THE DATA START

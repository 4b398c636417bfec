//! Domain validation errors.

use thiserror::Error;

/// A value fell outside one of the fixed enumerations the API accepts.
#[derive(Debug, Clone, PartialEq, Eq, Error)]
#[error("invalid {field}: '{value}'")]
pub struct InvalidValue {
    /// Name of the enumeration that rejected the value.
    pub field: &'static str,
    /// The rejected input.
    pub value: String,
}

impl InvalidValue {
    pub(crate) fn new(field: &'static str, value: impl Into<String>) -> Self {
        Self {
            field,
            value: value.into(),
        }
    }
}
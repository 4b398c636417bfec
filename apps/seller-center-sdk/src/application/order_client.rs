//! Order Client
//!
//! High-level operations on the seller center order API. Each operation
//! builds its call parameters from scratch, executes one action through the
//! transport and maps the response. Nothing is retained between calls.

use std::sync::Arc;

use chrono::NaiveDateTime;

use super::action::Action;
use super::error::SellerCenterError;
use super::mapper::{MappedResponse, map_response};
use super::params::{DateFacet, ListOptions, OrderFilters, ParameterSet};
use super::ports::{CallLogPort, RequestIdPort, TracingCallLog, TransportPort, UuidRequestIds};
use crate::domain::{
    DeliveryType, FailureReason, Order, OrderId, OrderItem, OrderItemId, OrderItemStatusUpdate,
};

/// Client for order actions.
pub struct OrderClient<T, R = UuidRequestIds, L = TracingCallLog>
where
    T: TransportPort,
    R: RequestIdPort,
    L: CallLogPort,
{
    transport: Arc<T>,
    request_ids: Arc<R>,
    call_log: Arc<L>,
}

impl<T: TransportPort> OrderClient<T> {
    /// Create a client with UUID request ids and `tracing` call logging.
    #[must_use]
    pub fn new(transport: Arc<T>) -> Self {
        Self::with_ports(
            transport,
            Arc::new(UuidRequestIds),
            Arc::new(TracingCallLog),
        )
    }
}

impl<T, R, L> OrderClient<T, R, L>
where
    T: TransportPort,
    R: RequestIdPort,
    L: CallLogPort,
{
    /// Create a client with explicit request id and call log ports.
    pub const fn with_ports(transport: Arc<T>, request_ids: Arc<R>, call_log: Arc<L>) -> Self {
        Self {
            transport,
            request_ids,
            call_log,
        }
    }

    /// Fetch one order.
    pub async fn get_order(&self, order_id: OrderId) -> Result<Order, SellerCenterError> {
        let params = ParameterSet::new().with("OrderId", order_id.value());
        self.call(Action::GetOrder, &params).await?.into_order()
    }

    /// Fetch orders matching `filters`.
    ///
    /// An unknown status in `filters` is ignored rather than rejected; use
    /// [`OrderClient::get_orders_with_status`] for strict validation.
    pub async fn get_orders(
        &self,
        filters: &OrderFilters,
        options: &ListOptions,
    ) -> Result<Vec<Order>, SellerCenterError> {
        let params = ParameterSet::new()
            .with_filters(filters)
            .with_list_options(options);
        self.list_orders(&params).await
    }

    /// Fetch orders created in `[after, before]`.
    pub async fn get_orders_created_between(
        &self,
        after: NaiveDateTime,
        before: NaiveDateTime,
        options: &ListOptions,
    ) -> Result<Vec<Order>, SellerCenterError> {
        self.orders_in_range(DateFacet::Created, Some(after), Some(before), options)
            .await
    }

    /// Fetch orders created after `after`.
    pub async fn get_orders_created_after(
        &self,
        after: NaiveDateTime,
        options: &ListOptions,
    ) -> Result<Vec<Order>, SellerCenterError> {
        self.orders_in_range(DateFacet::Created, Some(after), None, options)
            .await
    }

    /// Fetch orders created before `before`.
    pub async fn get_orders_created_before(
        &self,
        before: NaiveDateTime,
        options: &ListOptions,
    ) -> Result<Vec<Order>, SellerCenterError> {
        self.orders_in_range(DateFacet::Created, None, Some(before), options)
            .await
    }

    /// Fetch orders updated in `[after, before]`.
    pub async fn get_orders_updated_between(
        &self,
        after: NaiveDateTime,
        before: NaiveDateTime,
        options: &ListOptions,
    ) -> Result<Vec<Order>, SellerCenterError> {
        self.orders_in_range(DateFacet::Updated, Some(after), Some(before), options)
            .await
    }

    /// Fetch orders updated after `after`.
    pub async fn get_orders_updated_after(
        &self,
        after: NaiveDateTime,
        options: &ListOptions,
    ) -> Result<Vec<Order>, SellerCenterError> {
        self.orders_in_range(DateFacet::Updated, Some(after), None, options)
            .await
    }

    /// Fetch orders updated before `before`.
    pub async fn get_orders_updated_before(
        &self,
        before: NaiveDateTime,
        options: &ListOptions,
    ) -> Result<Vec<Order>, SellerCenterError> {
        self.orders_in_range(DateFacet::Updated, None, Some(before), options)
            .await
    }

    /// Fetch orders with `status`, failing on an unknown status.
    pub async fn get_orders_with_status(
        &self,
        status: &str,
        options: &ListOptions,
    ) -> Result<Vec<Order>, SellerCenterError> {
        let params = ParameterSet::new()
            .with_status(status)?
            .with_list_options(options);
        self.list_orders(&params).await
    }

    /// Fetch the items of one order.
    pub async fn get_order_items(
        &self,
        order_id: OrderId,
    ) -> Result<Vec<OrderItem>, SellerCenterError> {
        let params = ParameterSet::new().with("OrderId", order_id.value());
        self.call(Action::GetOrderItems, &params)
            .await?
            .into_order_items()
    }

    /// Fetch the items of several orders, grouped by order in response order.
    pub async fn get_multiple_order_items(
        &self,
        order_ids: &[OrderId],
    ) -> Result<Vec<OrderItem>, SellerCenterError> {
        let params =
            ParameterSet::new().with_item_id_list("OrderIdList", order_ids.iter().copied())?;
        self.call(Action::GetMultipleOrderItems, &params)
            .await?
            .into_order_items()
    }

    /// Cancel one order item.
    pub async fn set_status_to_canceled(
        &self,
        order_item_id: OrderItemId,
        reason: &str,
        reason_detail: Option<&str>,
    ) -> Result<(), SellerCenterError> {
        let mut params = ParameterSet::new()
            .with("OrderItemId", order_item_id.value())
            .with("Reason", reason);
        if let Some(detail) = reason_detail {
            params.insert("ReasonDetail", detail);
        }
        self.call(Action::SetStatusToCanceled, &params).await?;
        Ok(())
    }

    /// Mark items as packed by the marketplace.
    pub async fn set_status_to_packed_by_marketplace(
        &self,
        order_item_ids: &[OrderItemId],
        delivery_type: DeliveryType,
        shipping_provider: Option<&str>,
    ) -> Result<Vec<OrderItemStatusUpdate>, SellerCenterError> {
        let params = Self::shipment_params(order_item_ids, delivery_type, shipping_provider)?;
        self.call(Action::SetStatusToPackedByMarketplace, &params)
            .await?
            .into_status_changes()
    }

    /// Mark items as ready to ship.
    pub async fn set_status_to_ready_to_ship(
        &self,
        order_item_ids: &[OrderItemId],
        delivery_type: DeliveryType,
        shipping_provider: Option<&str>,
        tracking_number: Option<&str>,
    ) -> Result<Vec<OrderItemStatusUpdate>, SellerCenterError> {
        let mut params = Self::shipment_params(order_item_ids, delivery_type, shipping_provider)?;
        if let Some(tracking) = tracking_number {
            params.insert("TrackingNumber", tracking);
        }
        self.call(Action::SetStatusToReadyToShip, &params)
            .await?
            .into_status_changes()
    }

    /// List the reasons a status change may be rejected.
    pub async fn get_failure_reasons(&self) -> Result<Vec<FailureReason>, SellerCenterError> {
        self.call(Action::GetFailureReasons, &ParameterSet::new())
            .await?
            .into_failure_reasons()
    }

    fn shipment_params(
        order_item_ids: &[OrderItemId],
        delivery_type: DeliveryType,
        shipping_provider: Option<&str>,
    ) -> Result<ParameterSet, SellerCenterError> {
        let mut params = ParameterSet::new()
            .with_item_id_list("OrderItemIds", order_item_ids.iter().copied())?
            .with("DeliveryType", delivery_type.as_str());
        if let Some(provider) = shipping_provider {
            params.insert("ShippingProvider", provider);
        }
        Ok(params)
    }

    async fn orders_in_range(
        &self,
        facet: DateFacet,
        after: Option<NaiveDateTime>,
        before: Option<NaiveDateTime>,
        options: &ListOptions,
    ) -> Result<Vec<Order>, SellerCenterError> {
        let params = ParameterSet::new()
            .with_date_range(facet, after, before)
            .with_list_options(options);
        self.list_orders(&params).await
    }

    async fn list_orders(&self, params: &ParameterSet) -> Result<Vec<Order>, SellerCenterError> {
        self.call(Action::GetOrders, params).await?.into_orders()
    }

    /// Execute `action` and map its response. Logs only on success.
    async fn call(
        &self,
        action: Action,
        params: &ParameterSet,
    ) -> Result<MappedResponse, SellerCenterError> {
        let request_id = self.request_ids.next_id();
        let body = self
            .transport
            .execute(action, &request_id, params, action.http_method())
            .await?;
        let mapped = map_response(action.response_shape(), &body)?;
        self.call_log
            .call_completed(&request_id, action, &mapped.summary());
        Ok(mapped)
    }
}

THE DATA END

**WORK INSTRUCTIONS**
The lines that mention the word "TransportPort" should be pulled from the records above.

**ANSWER BELOW**
use super::ports::{CallLogPort, RequestIdPort, TracingCallLog, TransportPort, UuidRequestIds};
    T: TransportPort,
impl<T: TransportPort> OrderClient<T> {
    T: TransportPort,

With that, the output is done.